* _DATA EXTRACTS_
====

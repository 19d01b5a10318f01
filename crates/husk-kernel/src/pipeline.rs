//! Pipeline construction: stage splitting, redirections, and spawning.
//!
//! A command line's tokens are split on `|` into stages; each stage's
//! redirections are resolved into opened descriptors before anything is
//! forked, so a malformed line or an unopenable file aborts with the job
//! table untouched. Every pipe end is an [`OwnedFd`] that moves into
//! [`spawn_stage`] and is dropped, and therefore closed, in the parent the
//! moment the child holds it. A write end left open anywhere would keep the
//! reader from ever seeing end-of-stream.

use std::ffi::CString;
use std::fs::{File, OpenOptions};
use std::os::fd::{AsRawFd, OwnedFd};

use nix::fcntl::OFlag;
use nix::libc;
use nix::sys::signal::{killpg, signal, sigprocmask, SigHandler, SigSet, SigmaskHow, Signal};
use nix::unistd::{dup2, execvp, fork, getpid, pipe2, setpgid, ForkResult, Pid};
use nix::sys::termios::Termios;
use tracing::debug;

use crate::error::{Error, Result};
use crate::jobs::{JobId, JobTable};
use crate::lexer::Token;

/// One pipeline stage: an argument vector plus any explicit redirections,
/// already opened.
pub struct Stage {
    pub argv: Vec<String>,
    input: Option<OwnedFd>,
    output: Option<OwnedFd>,
}

/// Split a token stream into stages and resolve every redirection.
///
/// Input redirection is only meaningful on the first stage and output
/// redirection on the last, but an explicit redirection anywhere overrides
/// the pipe end it displaces. An empty stage (as in `a | | b`, or a lone
/// `|`) is a malformed command line; nothing has been forked or registered
/// when that is detected.
pub fn resolve_stages(tokens: &[Token]) -> Result<Vec<Stage>> {
    tokens
        .split(|t| *t == Token::Pipe)
        .map(resolve_redirections)
        .collect()
}

fn resolve_redirections(tokens: &[Token]) -> Result<Stage> {
    let mut argv = Vec::new();
    let mut input = None;
    let mut output = None;

    let mut iter = tokens.iter();
    while let Some(token) = iter.next() {
        match token {
            Token::Word(word) => argv.push(word.clone()),
            Token::RedirIn => {
                let path = redirect_target(iter.next())?;
                input = Some(open_input(path)?);
            }
            Token::RedirOut => {
                let path = redirect_target(iter.next())?;
                output = Some(open_output(path, false)?);
            }
            Token::RedirAppend => {
                let path = redirect_target(iter.next())?;
                output = Some(open_output(path, true)?);
            }
            Token::Background | Token::Terminator | Token::Pipe => {
                return Err(Error::Malformed(format!(
                    "unexpected token {token:?} inside a pipeline stage"
                )))
            }
        }
    }

    if argv.is_empty() {
        return Err(Error::Malformed("empty pipeline stage".into()));
    }
    Ok(Stage {
        argv,
        input,
        output,
    })
}

fn redirect_target(token: Option<&Token>) -> Result<&str> {
    match token {
        Some(Token::Word(path)) => Ok(path),
        _ => Err(Error::Malformed("redirection without a file name".into())),
    }
}

fn open_input(path: &str) -> Result<OwnedFd> {
    let file = File::open(path).map_err(|source| Error::Redirect {
        path: path.to_string(),
        source,
    })?;
    Ok(file.into())
}

fn open_output(path: &str, append: bool) -> Result<OwnedFd> {
    let file = OpenOptions::new()
        .write(true)
        .create(true)
        .append(append)
        .truncate(!append)
        .open(path)
        .map_err(|source| Error::Redirect {
            path: path.to_string(),
            source,
        })?;
    Ok(file.into())
}

/// Spawn every stage of a pipeline and register the resulting job.
///
/// The caller holds the table lock, so the reaper can only ever see the job
/// fully registered. Stage 1 becomes the process-group leader and its pid
/// the group id; later stages join that group. Each inter-stage link is a
/// `pipe2(O_CLOEXEC)` pair whose ends are moved into [`spawn_stage`] and
/// closed in the parent by drop as soon as the child owns them.
pub(crate) fn spawn_pipeline(
    table: &mut JobTable,
    stages: Vec<Stage>,
    background: bool,
    tmodes: Option<Termios>,
) -> Result<JobId> {
    let nstages = stages.len();
    let mut tmodes = tmodes;
    let mut id: Option<JobId> = None;
    let mut pgid: Option<Pid> = None;
    let mut prev_read: Option<OwnedFd> = None;

    for (i, stage) in stages.into_iter().enumerate() {
        let (next_read, write) = if i + 1 < nstages {
            match pipe2(OFlag::O_CLOEXEC) {
                Ok((read, write)) => (Some(read), Some(write)),
                Err(e) => {
                    abandon(pgid.filter(|_| id.is_some()));
                    return Err(e.into());
                }
            }
        } else {
            (None, None)
        };

        // Explicit redirections win over the pipe ends they displace; the
        // displaced end is dropped, and therefore closed, right here.
        let input = stage.input.or(prev_read.take());
        let output = stage.output.or(write);

        let pid = match spawn_stage(pgid, input, output, &stage.argv) {
            Ok(pid) => pid,
            Err(e) => {
                abandon(pgid.filter(|_| id.is_some()));
                return Err(e);
            }
        };

        let job = *id.get_or_insert_with(|| table.add_job(pid, background, tmodes.take()));
        pgid.get_or_insert(pid);
        table.add_process(job, pid, &stage.argv);
        prev_read = next_read;
    }

    Ok(id.expect("a resolved pipeline has at least one stage"))
}

/// A stage failed to spawn mid-pipeline: the already-forked part of the
/// group is told to die. The job stays registered, so the reaper retires
/// what did start and `report` surfaces it.
fn abandon(pgid: Option<Pid>) {
    if let Some(pgid) = pgid {
        let _ = killpg(pgid, Signal::SIGCONT);
        let _ = killpg(pgid, Signal::SIGTERM);
    }
}

/// Fork one pipeline stage.
///
/// The child joins process group `pgid` (or founds its own when `pgid` is
/// `None`, meaning it is the first stage), clears the inherited signal mask
/// and handler dispositions, moves the provided ends onto descriptors 0
/// and 1, and execs. An exec failure is reported on stderr and the child
/// `_exit`s 127; it never returns into the shell's state. The parent
/// repeats the group join for the child, covering the window where the
/// parent's bookkeeping runs before the child's own setpgid.
fn spawn_stage(
    pgid: Option<Pid>,
    input: Option<OwnedFd>,
    output: Option<OwnedFd>,
    argv: &[String],
) -> Result<Pid> {
    // Everything the child needs is allocated before the fork; after it,
    // the child keeps to async-signal-safe territory until exec.
    let cargv: Vec<CString> = argv
        .iter()
        .map(|arg| CString::new(arg.as_str()))
        .collect::<std::result::Result<_, _>>()
        .map_err(|_| Error::Malformed("argument contains a NUL byte".into()))?;

    match unsafe { fork() }? {
        ForkResult::Child => {
            let pid = getpid();
            let _ = setpgid(pid, pgid.unwrap_or(pid));
            reset_child_signals();

            if let Some(fd) = &input {
                let _ = dup2(fd.as_raw_fd(), libc::STDIN_FILENO);
            }
            drop(input);
            if let Some(fd) = &output {
                let _ = dup2(fd.as_raw_fd(), libc::STDOUT_FILENO);
            }
            drop(output);

            let err = match execvp(&cargv[0], &cargv) {
                Ok(never) => match never {},
                Err(err) => err,
            };
            let msg = format!("husk: {}: {}\n", argv[0], err);
            let _ = nix::unistd::write(std::io::stderr(), msg.as_bytes());
            unsafe { libc::_exit(127) }
        }
        ForkResult::Parent { child } => {
            let _ = setpgid(child, pgid.unwrap_or(child));
            debug!(pid = child.as_raw(), command = argv[0], "spawned stage");
            Ok(child)
            // input/output drop here: the parent's copies of the pipe ends
            // close the instant the child owns them.
        }
    }
}

/// Children must not inherit the shell's job-control signal setup: the
/// shell ignores the interactive-stop and terminal-access signals and has a
/// SIGCHLD handler installed, none of which may leak into commands.
fn reset_child_signals() {
    let _ = sigprocmask(SigmaskHow::SIG_SETMASK, Some(&SigSet::empty()), None);
    for sig in [
        Signal::SIGINT,
        Signal::SIGQUIT,
        Signal::SIGTSTP,
        Signal::SIGTTIN,
        Signal::SIGTTOU,
        Signal::SIGCHLD,
    ] {
        unsafe {
            let _ = signal(sig, SigHandler::SigDfl);
        }
    }
}

#[cfg(test)]
mod tests {
    use super::*;
    use crate::lexer::tokenize;

    fn stages_of(line: &str) -> Result<Vec<Stage>> {
        resolve_stages(&tokenize(line).unwrap())
    }

    #[test]
    fn test_single_stage() {
        let stages = stages_of("echo hello world").unwrap();
        assert_eq!(stages.len(), 1);
        assert_eq!(stages[0].argv, ["echo", "hello", "world"]);
        assert!(stages[0].input.is_none());
        assert!(stages[0].output.is_none());
    }

    #[test]
    fn test_three_stages_split_on_pipes() {
        let stages = stages_of("cat file | grep x | wc -l").unwrap();
        assert_eq!(stages.len(), 3);
        assert_eq!(stages[0].argv, ["cat", "file"]);
        assert_eq!(stages[1].argv, ["grep", "x"]);
        assert_eq!(stages[2].argv, ["wc", "-l"]);
    }

    #[test]
    fn test_empty_stage_is_malformed() {
        for line in ["cat | | wc", "| cat", "cat |"] {
            let err = stages_of(line).unwrap_err();
            assert!(
                err.to_string().contains("not well formed"),
                "{line:?} should be rejected, got: {err}"
            );
        }
    }

    #[test]
    fn test_missing_redirect_target_is_malformed() {
        assert!(stages_of("cat <").is_err());
        assert!(stages_of("echo hi > | cat").is_err());
    }

    #[test]
    fn test_input_redirect_must_name_an_existing_file() {
        let err = stages_of("cat < /definitely/not/a/real/file").unwrap_err();
        assert!(matches!(err, Error::Redirect { .. }));
    }

    #[test]
    fn test_output_redirect_opens_the_target() {
        let path = std::env::temp_dir().join(format!("husk-redir-{}", std::process::id()));
        let line = format!("echo hi > {}", path.display());
        let stages = stages_of(&line).unwrap();
        assert_eq!(stages[0].argv, ["echo", "hi"]);
        assert!(stages[0].output.is_some());
        drop(stages);
        let _ = std::fs::remove_file(&path);
    }
}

====

* _DIRECTIONS FOR THIS TASK_
Beginning at the line with "use nix::fcntl::OFlag;" and ending at the line with "pipeline stage: an", reproduce each line of the data above exactly, and add no other lines.

* _EXERCISE OUTPUT_
use nix::fcntl::OFlag;
use nix::libc;
use nix::sys::signal::{killpg, signal, sigprocmask, SigHandler, SigSet, SigmaskHow, Signal};
use nix::unistd::{dup2, execvp, fork, getpid, pipe2, setpgid, ForkResult, Pid};
use nix::sys::termios::Termios;
use tracing::debug;

use crate::error::{Error, Result};
use crate::jobs::{JobId, JobTable};
use crate::lexer::Token;

/// One pipeline stage: an argument vector plus any explicit redirections,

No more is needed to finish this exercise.